Perfume alcohol — typically anhydrous ethanol (>96% purity) or a denatured pharmaceutical-grade variant — serves multiple functions in a finished fragrance.
First, it dissolves the aromatic concentrate: many fragrance materials are oils or resins that would not disperse evenly in water. Alcohol is the solvent that holds them in solution.
Second, it is the delivery mechanism: when alcohol evaporates from skin, it carries the volatile aromatic molecules with it into the air — this is projection. High-proof alcohol evaporates faster and projects more forcefully.
Third, alcohol affects the sequencing of note tiers: because top note compounds travel with the fastest-evaporating alcohol fraction, the top-to-heart transition is partly driven by the alcohol's departure. A formula in a carrier other than alcohol — oil, wax, solid — projects and unfolds differently, often without a distinct top note phase.

FACTS
RSC Chemistry of Fragrances explains the chemistry precisely: ethanol acts as co-solvent for fragrance materials and as a propellant for volatile compounds — its rapid evaporation from skin creates the initial burst of projection and determines the rate at which the top note tier is delivered.

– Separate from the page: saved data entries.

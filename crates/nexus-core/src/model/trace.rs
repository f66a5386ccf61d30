//! Per-stage timing and status for one pipeline run.

use serde::{Deserialize, Serialize};
use std::fmt;
use std::time::{Duration, Instant};

/// A named pipeline stage.
#[derive(Debug, Clone, Copy, PartialEq, Eq, Hash, Serialize, Deserialize)]
#[serde(rename_all = "snake_case")]
pub enum Stage {
    QueryExpansion,
    LexicalFilter,
    VectorSearch,
    CandidateMerge,
    CoherenceScoring,
    GraphSimilarity,
    PrfExpansion,
    Weighting,
    MmrDiversity,
}

impl Stage {
    #[must_use]
    pub const fn as_str(self) -> &'static str {
        match self {
            Self::QueryExpansion => "query_expansion",
            Self::LexicalFilter => "lexical_filter",
            Self::VectorSearch => "vector_search",
            Self::CandidateMerge => "candidate_merge",
            Self::CoherenceScoring => "coherence_scoring",
            Self::GraphSimilarity => "graph_similarity",
            Self::PrfExpansion => "prf_expansion",
            Self::Weighting => "weighting",
            Self::MmrDiversity => "mmr_diversity",
        }
    }
}

impl fmt::Display for Stage {
    fn fmt(&self, f: &mut fmt::Formatter<'_>) -> fmt::Result {
        f.write_str(self.as_str())
    }
}

#[derive(Debug, Clone, Copy, PartialEq, Eq, Hash, Serialize, Deserialize)]
#[serde(rename_all = "snake_case")]
pub enum StageStatus {
    Ok,
    /// Completed, but some calls fell back to neutral values.
    Degraded,
    /// The stage's backend failed; its contribution is empty.
    Failed,
    /// Not run for this request.
    Skipped,
}

impl StageStatus {
    #[must_use]
    pub const fn as_str(self) -> &'static str {
        match self {
            Self::Ok => "ok",
            Self::Degraded => "degraded",
            Self::Failed => "failed",
            Self::Skipped => "skipped",
        }
    }
}

impl fmt::Display for StageStatus {
    fn fmt(&self, f: &mut fmt::Formatter<'_>) -> fmt::Result {
        f.write_str(self.as_str())
    }
}

#[derive(Debug, Clone, PartialEq, Eq, Serialize, Deserialize)]
pub struct StageTiming {
    pub stage: Stage,
    #[serde(rename = "timing_ms", with = "duration_ms")]
    pub elapsed: Duration,
    pub results: usize,
    pub status: StageStatus,
    #[serde(default, skip_serializing_if = "Option::is_none")]
    pub note: Option<String>,
}

/// Ordered stage timings plus total wall time.
#[derive(Debug, Clone, Default, PartialEq, Eq, Serialize, Deserialize)]
pub struct PipelineTrace {
    pub stages: Vec<StageTiming>,
    #[serde(rename = "total_ms", with = "duration_ms")]
    pub total: Duration,
}

impl PipelineTrace {
    /// First entry recorded for `stage`.
    #[must_use]
    pub fn stage(&self, stage: Stage) -> Option<&StageTiming> {
        self.stages.iter().find(|timing| timing.stage == stage)
    }

    #[must_use]
    pub fn degraded(&self) -> bool {
        self.stages
            .iter()
            .any(|timing| matches!(timing.status, StageStatus::Degraded | StageStatus::Failed))
    }
}

/// Collects stage timings while a request runs.
#[derive(Debug)]
pub struct TraceRecorder {
    started: Instant,
    stages: Vec<StageTiming>,
}

impl Default for TraceRecorder {
    fn default() -> Self {
        Self::start()
    }
}

impl TraceRecorder {
    #[must_use]
    pub fn start() -> Self {
        Self {
            started: Instant::now(),
            stages: Vec::new(),
        }
    }

    pub fn record(&mut self, stage: Stage, elapsed: Duration, results: usize, status: StageStatus) {
        self.stages.push(StageTiming {
            stage,
            elapsed,
            results,
            status,
            note: None,
        });
    }

    pub fn record_with_note(
        &mut self,
        stage: Stage,
        elapsed: Duration,
        results: usize,
        status: StageStatus,
        note: impl Into<String>,
    ) {
        self.stages.push(StageTiming {
            stage,
            elapsed,
            results,
            status,
            note: Some(note.into()),
        });
    }

    pub fn skip(&mut self, stage: Stage) {
        self.record(stage, Duration::ZERO, 0, StageStatus::Skipped);
    }

    #[must_use]
    pub fn finish(self) -> PipelineTrace {
        PipelineTrace {
            stages: self.stages,
            total: self.started.elapsed(),
        }
    }
}

mod duration_ms {
    use serde::{Deserialize, Deserializer, Serializer};
    use std::time::Duration;

    #[allow(clippy::trivially_copy_pass_by_ref)]
    pub fn serialize<S: Serializer>(value: &Duration, serializer: S) -> Result<S::Ok, S::Error> {
        serializer.serialize_f64(value.as_secs_f64() * 1000.0)
    }

    pub fn deserialize<'de, D: Deserializer<'de>>(deserializer: D) -> Result<Duration, D::Error> {
        let millis = f64::deserialize(deserializer)?;
        if !millis.is_finite() || millis < 0.0 {
            return Ok(Duration::ZERO);
        }
        Ok(Duration::from_secs_f64(millis / 1000.0))
    }
}
//! E2E CLI tests: each test runs `nx` as a subprocess against an isolated
//! temp project root.

use assert_cmd::Command;
use predicates::prelude::*;
use serde_json::Value;
use std::path::{Path, PathBuf};
use tempfile::TempDir;

fn fixture() -> PathBuf {
    Path::new(env!("CARGO_MANIFEST_DIR")).join("tests/fixtures/patents.json")
}

/// Build a Command targeting the nx binary, rooted in `dir`.
fn nx_cmd(dir: &Path) -> Command {
    let mut cmd = Command::new(assert_cmd::cargo::cargo_bin!("nx"));
    cmd.current_dir(dir);
    cmd.env("NEXUS_LOG", "error");
    cmd.env_remove("NEXUS_FORMAT");
    cmd.env_remove("NEXUS_API_KEY");
    cmd
}

fn json_stdout(cmd: &mut Command) -> Value {
    let output = cmd.output().expect("nx should not crash");
    assert!(
        output.status.success(),
        "nx failed: {}",
        String::from_utf8_lossy(&output.stderr)
    );
    serde_json::from_slice(&output.stdout).expect("--json should produce valid JSON")
}

fn result_ids(response: &Value) -> Vec<String> {
    response["results"]
        .as_array()
        .expect("results array")
        .iter()
        .map(|r| r["candidate"]["id"].as_str().expect("id").to_string())
        .collect()
}

#[test]
fn profiles_lists_builtin_profiles() {
    let dir = TempDir::new().expect("tempdir");
    let listing = json_stdout(nx_cmd(dir.path()).args(["profiles", "--json"]));

    assert_eq!(listing["default_profile"], "standard");
    let names: Vec<&str> = listing["profiles"]
        .as_array()
        .expect("profiles")
        .iter()
        .map(|p| p["name"].as_str().expect("name"))
        .collect();
    assert!(names.contains(&"standard"));
    assert!(names.contains(&"enhanced"));
}

#[test]
fn profiles_include_configured_ones() {
    let dir = TempDir::new().expect("tempdir");
    std::fs::create_dir_all(dir.path().join(".nexus")).expect("mkdir");
    std::fs::write(
        dir.path().join(".nexus/config.toml"),
        "[profiles.recall]\nlexical = 0.5\nsemantic = 0.5\ncoherence = 0.0\ngraph = 0.0\nfeedback = 0.0\nhistorical_feedback = 0.0\n",
    )
    .expect("write config");

    nx_cmd(dir.path())
        .args(["profiles"])
        .env("NEXUS_FORMAT", "text")
        .assert()
        .success()
        .stdout(predicate::str::contains("recall\t"));
}

#[test]
fn search_fixture_ranks_cryptography_patents() {
    let dir = TempDir::new().expect("tempdir");
    let fixture = fixture();
    let response = json_stdout(nx_cmd(dir.path()).args([
        "search",
        "cryptography",
        "--fixture",
        fixture.to_str().expect("utf8 path"),
        "--threshold",
        "0",
        "--json",
    ]));

    let ids = result_ids(&response);
    assert!(ids.contains(&"2".to_string()), "ids: {ids:?}");
    assert!(ids.contains(&"6".to_string()), "ids: {ids:?}");
    assert_eq!(response["context"]["domain"], "Cryptography");
    assert_eq!(response["trace"]["stages"].as_array().map(Vec::len), Some(9));
}

#[test]
fn index_then_basic_search_uses_the_store() {
    let dir = TempDir::new().expect("tempdir");
    let fixture = fixture();

    let summary = json_stdout(nx_cmd(dir.path()).args([
        "index",
        fixture.to_str().expect("utf8 path"),
        "--json",
    ]));
    assert_eq!(summary["indexed"], 8);
    assert_eq!(summary["embedded"], 8);
    assert_eq!(summary["total"], 8);
    assert!(dir.path().join(".nexus/documents.sqlite3").exists());

    let response = json_stdout(nx_cmd(dir.path()).args(["search", "ledger", "--basic", "--json"]));
    assert_eq!(result_ids(&response), ["2"]);
    assert_eq!(response["results"][0]["scores"]["final"], 1.0);
}

#[test]
fn reindexing_is_an_upsert() {
    let dir = TempDir::new().expect("tempdir");
    let fixture = fixture();
    let path = fixture.to_str().expect("utf8 path");

    nx_cmd(dir.path()).args(["index", path]).assert().success();
    let summary = json_stdout(nx_cmd(dir.path()).args(["index", path, "--json"]));
    assert_eq!(summary["total"], 8);
}

#[test]
fn search_without_store_reports_store_unavailable() {
    let dir = TempDir::new().expect("tempdir");
    nx_cmd(dir.path())
        .args(["search", "ledger", "--json"])
        .assert()
        .failure()
        .stderr(predicate::str::contains("E5001"));
}

#[test]
fn invalid_requests_report_error_codes() {
    let dir = TempDir::new().expect("tempdir");
    let fixture = fixture();
    let path = fixture.to_str().expect("utf8 path");

    nx_cmd(dir.path())
        .args(["search", "", "--fixture", path, "--json"])
        .assert()
        .failure()
        .stderr(predicate::str::contains("E1001"));

    nx_cmd(dir.path())
        .args(["search", "ledger", "--fixture", path, "--profile", "turbo", "--json"])
        .assert()
        .failure()
        .stderr(predicate::str::contains("E2001"));

    nx_cmd(dir.path())
        .args(["search", "ledger", "--fixture", path, "--threshold", "1.5"])
        .assert()
        .failure()
        .stderr(predicate::str::contains("suggestion:"));
}

#[test]
fn feedback_accumulates_per_context() {
    let dir = TempDir::new().expect("tempdir");

    let first = json_stdout(nx_cmd(dir.path()).args([
        "feedback",
        "2",
        "--domain",
        "Cryptography",
        "--json",
    ]));
    assert_eq!(first["action"], "accepted");
    assert_eq!(first["context"], "cryptography");
    assert_eq!(first["context_outcomes"], 1);
    assert!(first["historical_score"].as_f64().expect("score") > 0.5);

    let second = json_stdout(nx_cmd(dir.path()).args([
        "feedback",
        "2",
        "--query",
        "cryptography patents",
        "--reject",
        "--json",
    ]));
    assert_eq!(second["action"], "rejected");
    assert_eq!(second["context"], "cryptography");
    assert_eq!(second["context_outcomes"], 2);

    assert!(dir.path().join(".nexus/feedback.jsonl").exists());
}

#[test]
fn adaptive_search_reads_recorded_feedback() {
    let dir = TempDir::new().expect("tempdir");
    let fixture = fixture();
    nx_cmd(dir.path())
        .args(["feedback", "6", "--domain", "Cryptography"])
        .assert()
        .success();

    let response = json_stdout(nx_cmd(dir.path()).args([
        "search",
        "cryptography",
        "--fixture",
        fixture.to_str().expect("utf8 path"),
        "--profile",
        "adaptive",
        "--threshold",
        "0",
        "--json",
    ]));
    assert_eq!(response["profile"], "adaptive");
    let six = response["results"]
        .as_array()
        .expect("results")
        .iter()
        .find(|r| r["candidate"]["id"] == "6")
        .expect("6 is ranked");
    assert!(six["scores"]["historical_feedback"].as_f64().expect("history") > 0.5);
}

#[test]
fn pretty_output_explains_scores() {
    let dir = TempDir::new().expect("tempdir");
    let fixture = fixture();
    nx_cmd(dir.path())
        .args([
            "search",
            "neural network",
            "--fixture",
            fixture.to_str().expect("utf8 path"),
            "--explain",
        ])
        .env("NEXUS_FORMAT", "pretty")
        .assert()
        .success()
        .stdout(predicate::str::contains("signals:"))
        .stdout(predicate::str::contains("mmr_diversity"));
}
//! `nx feedback` records whether a ranked result was useful.

use crate::cmd::{load_config, open_adaptive_store};
use crate::output::{OutputMode, pretty_kv, pretty_section, render_mode};
use clap::Args;
use nexus_core::model::QueryContext;
use nexus_feedback::{Outcome, OutcomeAction, ProfileStore};
use nexus_search::QueryPreprocessor;
use serde::Serialize;
use std::io::{self, Write};
use std::path::Path;

#[derive(Args, Debug)]
#[command(
    about = "Record feedback on a result",
    long_about = "Record that a ranked document was accepted or rejected. Outcomes update the \
                  adaptive weights for the query's context and the document's historical score.",
    after_help = "EXAMPLES:\n    # Accept a result for a query\n    nx feedback 2 --query \"blockchain ledger\"\n\n\
                  # Reject a result within an explicit domain\n    nx feedback 4 --reject --domain Cryptography"
)]
pub struct FeedbackArgs {
    /// Document id.
    pub id: String,

    /// Mark the document as rejected instead of accepted.
    #[arg(long)]
    pub reject: bool,

    /// Query the result was ranked for; used to infer the context.
    #[arg(long, conflicts_with = "domain")]
    pub query: Option<String>,

    /// Explicit domain for the context.
    #[arg(long)]
    pub domain: Option<String>,
}

#[derive(Debug, Serialize)]
pub struct FeedbackOutput {
    pub id: String,
    pub action: OutcomeAction,
    pub context: String,
    pub context_outcomes: u64,
    pub historical_score: Option<f32>,
}

/// Execute `nx feedback <id>`.
///
/// # Errors
///
/// Returns an error if the config is invalid or the outcome cannot be persisted.
pub fn run_feedback(
    args: &FeedbackArgs,
    output: OutputMode,
    project_root: &Path,
) -> anyhow::Result<()> {
    let config = load_config(project_root)?;
    let store = open_adaptive_store(project_root, &config)?;

    let context = match (&args.domain, &args.query) {
        (Some(domain), _) => QueryContext::for_domain(domain.clone()),
        (None, Some(query)) => {
            QueryPreprocessor::from_config(&config.expansion)
                .preprocess(query, false)
                .context
        }
        (None, None) => QueryContext::default(),
    };

    let action = if args.reject {
        OutcomeAction::Rejected
    } else {
        OutcomeAction::Accepted
    };
    let weights = store.profile_for(&context).weights;
    store.record(&context, &Outcome::new(args.id.clone(), action, weights))?;

    let key = context.key();
    let context_outcomes = store
        .snapshot()
        .contexts
        .get(&key)
        .map_or(0, |learned| learned.outcomes);
    let summary = FeedbackOutput {
        id: args.id.clone(),
        action,
        context: key,
        context_outcomes,
        historical_score: store.historical_score(&args.id),
    };
    render_mode(output, &summary, render_feedback_text, render_feedback_pretty)
}

const fn action_label(action: OutcomeAction) -> &'static str {
    match action {
        OutcomeAction::Accepted => "accepted",
        OutcomeAction::Rejected => "rejected",
    }
}

fn render_feedback_text(summary: &FeedbackOutput, w: &mut dyn Write) -> io::Result<()> {
    writeln!(
        w,
        "{}\t{}\t{}",
        summary.id,
        action_label(summary.action),
        summary.context
    )
}

fn render_feedback_pretty(summary: &FeedbackOutput, w: &mut dyn Write) -> io::Result<()> {
    pretty_section(w, "Feedback recorded")?;
    pretty_kv(w, "document", &summary.id)?;
    pretty_kv(w, "action", action_label(summary.action))?;
    pretty_kv(w, "context", &summary.context)?;
    pretty_kv(w, "outcomes", summary.context_outcomes.to_string())?;
    if let Some(score) = summary.historical_score {
        pretty_kv(w, "history", format!("{score:.3}"))?;
    }
    Ok(())
}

Groom (The Perfume Handbook) documents that EDP-grade fragrances use 80-90% ethanol as the carrier — and that the alcohol purity and grade directly affects the clarity and quality of the fragrance: impure or low-grade alcohols contribute off-notes that distort the formula.
Piesse (The Art of Perfumery, 1879) identifies rectified spirit (high-proof grain alcohol) as the definitive perfume vehicle, documenting that French perfumers maintained that no other solvent produced comparable projection or clarity of scent impression.

TAKEAWAY
The alcohol in a perfume is not something to be eliminated or minimised. It is doing structural work. Spray directly onto clean skin, not into the air. The alcohol carries the top notes off the skin surface — spraying into the air wastes Act 1 before it reaches you. The alcohol also explains why perfume smells different in the bottle than on skin: in the bottle, there is no evaporation. On skin, the sequence begins immediately.